Le manifestazioni di piazza a gennaio erano state molto esplicite: gli iraniani sono scontenti perché non riescono nemmeno a far fronte all’aumento del prezzo delle uova mentre il governo a partire dal 2012 spende tra i sei e i quindici miliardi di dollari l’anno (fonte: Bloomberg nel 2015, tutte le stime confermano che in seguito il costo dell’intervento si è alzato) per vincere la guerra civile in Siria a fianco del presidente Bashar el Assad – anche se sarebbe più corretto dire “al posto del presidente Bashar el Assad”. L’Iran sostiene il grosso delle spese del conflitto in Siria come gli Stati Uniti hanno fatto nel decennio scorso in Iraq e come fanno ancora oggi in Afghanistan. Paga i circa ottantamila uomini delle milizie straniere (in maggioranza libanesi, iracheni, afghani e pachistani) che combattono per trecento dollari al mese. Paga una parte dell’equipaggiamento necessario per far funzionare l’esercito siriano e paga le migliaia di soldati iraniani che s’avvicendano in Siria come “consiglieri militari”. Paga il petrolio consumato nelle aree sotto il controllo del governo di Damasco. Paga anche, con una serie di prestiti che non sa quando saranno restituiti, una parte del funzionamento della macchina statale siriana (dagli stipendi degli impiegati ai costi di gestione) e questo aiuta a proiettare davanti al mondo l’immagine di una nazione ancora funzionante a dispetto della catastrofe degli ultimi sette anni. Paga molto e questo spiega perché gli iraniani furiosi scendono in strada a gridare uno slogan patriottico e isolazionista che è la versione farsi dell’America First trumpiano: “Darò la mia vita per l’Iran, non per la Siria, per il Libano o per Gaza”. Fare gli imperialisti costa, l’opinione pubblica si stanca in fretta.

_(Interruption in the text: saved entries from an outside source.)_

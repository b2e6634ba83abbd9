//! Required-tag validation for decoded worklist records.
//!
//! The store runs this on the decode of freshly encoded bytes before
//! persisting, so a file is never written unless it would pass this check
//! when a modality reads it back.

use crate::dicom::dictionary::{self, tags, Tag};
use crate::types::WorklistRecord;
use thiserror::Error;

#[derive(Debug, Error)]
pub enum ValidationError {
	#[error("missing required tags: {}", format_tags(.0))]
	MissingTags(Vec<Tag>),
}

fn format_tags(missing: &[Tag]) -> String {
	missing
		.iter()
		.map(|&tag| format!("{tag} {}", dictionary::name_of(tag)))
		.collect::<Vec<_>>()
		.join(", ")
}

/// Checks the required tag set from the dictionary against a record and
/// reports every absent tag at once.
pub fn validate(record: &WorklistRecord) -> Result<(), ValidationError> {
	let missing: Vec<Tag> = dictionary::REQUIRED_TAGS
		.iter()
		.chain(dictionary::REQUIRED_STEP_TAGS)
		.copied()
		.filter(|&tag| !is_present(record, tag))
		.collect();

	if missing.is_empty() {
		Ok(())
	} else {
		Err(ValidationError::MissingTags(missing))
	}
}

fn is_present(record: &WorklistRecord, tag: Tag) -> bool {
	match tag {
		tags::ACCESSION_NUMBER => !record.accession_number.is_empty(),
		tags::PATIENT_NAME => !record.patient_family_name.is_empty(),
		tags::PATIENT_ID => !record.patient_id.is_empty(),
		tags::SCHEDULED_PROCEDURE_STEP_SEQUENCE => {
			!record.station_aet.is_empty()
				|| !record.scheduled_date.is_empty()
				|| !record.scheduled_time.is_empty()
		}
		tags::SCHEDULED_STATION_AE_TITLE => !record.station_aet.is_empty(),
		tags::SCHEDULED_PROCEDURE_STEP_START_DATE => !record.scheduled_date.is_empty(),
		tags::SCHEDULED_PROCEDURE_STEP_START_TIME => !record.scheduled_time.is_empty(),
		// Sex and modality are structurally guaranteed by their enums.
		_ => true,
	}
}

#[cfg(test)]
mod tests {
	use super::*;
	use crate::types::{Modality, Sex};

	fn complete_record() -> WorklistRecord {
		WorklistRecord {
			accession_number: "ACC1".to_owned(),
			patient_family_name: "DOE".to_owned(),
			patient_given_name: "JANE".to_owned(),
			patient_id: "PAT1".to_owned(),
			birth_date: "19800101".to_owned(),
			sex: Sex::F,
			procedure_description: "US Abdomen".to_owned(),
			scheduled_date: "20250601".to_owned(),
			scheduled_time: "091500".to_owned(),
			modality: Modality::Us,
			station_aet: "WS80A".to_owned(),
			procedure_step_id: "STEP1".to_owned(),
			station_name: "ROOM1".to_owned(),
			location: "LAB".to_owned(),
			study_instance_uid: "1.2.3".to_owned(),
			sop_instance_uid: "4.5.6".to_owned(),
			..WorklistRecord::default()
		}
	}

	#[test]
	fn complete_record_passes() {
		assert!(validate(&complete_record()).is_ok());
	}

	#[test]
	fn missing_station_aet_is_reported() {
		let record = WorklistRecord {
			station_aet: String::new(),
			..complete_record()
		};
		let Err(ValidationError::MissingTags(missing)) = validate(&record) else {
			panic!("expected validation failure");
		};
		assert_eq!(missing, vec![tags::SCHEDULED_STATION_AE_TITLE]);
	}

	#[test]
	fn empty_record_reports_all_required_tags() {
		let Err(ValidationError::MissingTags(missing)) = validate(&WorklistRecord::default())
		else {
			panic!("expected validation failure");
		};
		assert!(missing.contains(&tags::ACCESSION_NUMBER));
		assert!(missing.contains(&tags::PATIENT_NAME));
		assert!(missing.contains(&tags::PATIENT_ID));
		assert!(missing.contains(&tags::SCHEDULED_PROCEDURE_STEP_SEQUENCE));
		assert!(missing.contains(&tags::SCHEDULED_PROCEDURE_STEP_START_DATE));
	}

	#[test]
	fn error_message_names_the_tags() {
		let record = WorklistRecord {
			accession_number: String::new(),
			..complete_record()
		};
		let message = validate(&record).unwrap_err().to_string();
		assert!(message.contains("(0008,0050)"));
		assert!(message.contains("AccessionNumber"));
	}
}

Immaginiamo in questo contesto cosa vuol dire la scadenza dell’ultimatum sul patto nucleare il 12 maggio, fra nove giorni. Se l’America esce dal patto, vuol dire che imporrà di nuovo le sanzioni contro un paese che già adesso sta protestando contro il governo per le condizioni economiche troppo dure. L’ambizione del governo iraniano di sostenere lo sforzo bellico in Siria non potrà continuare allo stesso livello.